TASK ITEM: An exact transcript is needed of the material below, beginning at the line that contains "mod vulkan;" and continuing through its last line; nothing else should appear.

- - -

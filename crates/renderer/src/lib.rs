//! Frame orchestration.
//!
//! This crate sequences one frame at a time:
//! - [`FrameOrchestrator`] runs wait, acquire, reset, record, submit, present
//! - [`FrameBackend`] is the seam it drives, so the ordering is testable
//! - [`VulkanFrameContext`] implements the backend on a real device
//! - [`FrameStats`] counts presented and skipped frames

mod backend;
mod error;
mod orchestrator;
mod stats;
mod vulkan;

pub use backend::FrameBackend;
pub use error::FrameError;
pub use orchestrator::{FrameInfo, FrameOrchestrator, FrameOutcome, FrameState};
pub use stats::FrameStats;
pub use vulkan::{DEFAULT_DEPTH_FORMAT, VulkanFrameContext};

// Re-exported for record callbacks
pub use frameloop_rhi::command::CommandBuffer;
pub use frameloop_rhi::swapchain::{AcquireResult, SurfaceStatus};
pub use frameloop_rhi::{RhiError, RhiResult, vk};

- - -

SOLUTION:
mod vulkan;

pub use backend::FrameBackend;
pub use error::FrameError;
pub use orchestrator::{FrameInfo, FrameOrchestrator, FrameOutcome, FrameState};
pub use stats::FrameStats;
pub use vulkan::{DEFAULT_DEPTH_FORMAT, VulkanFrameContext};

// Re-exported for record callbacks
pub use frameloop_rhi::command::CommandBuffer;
pub use frameloop_rhi::swapchain::{AcquireResult, SurfaceStatus};
pub use frameloop_rhi::{RhiError, RhiResult, vk};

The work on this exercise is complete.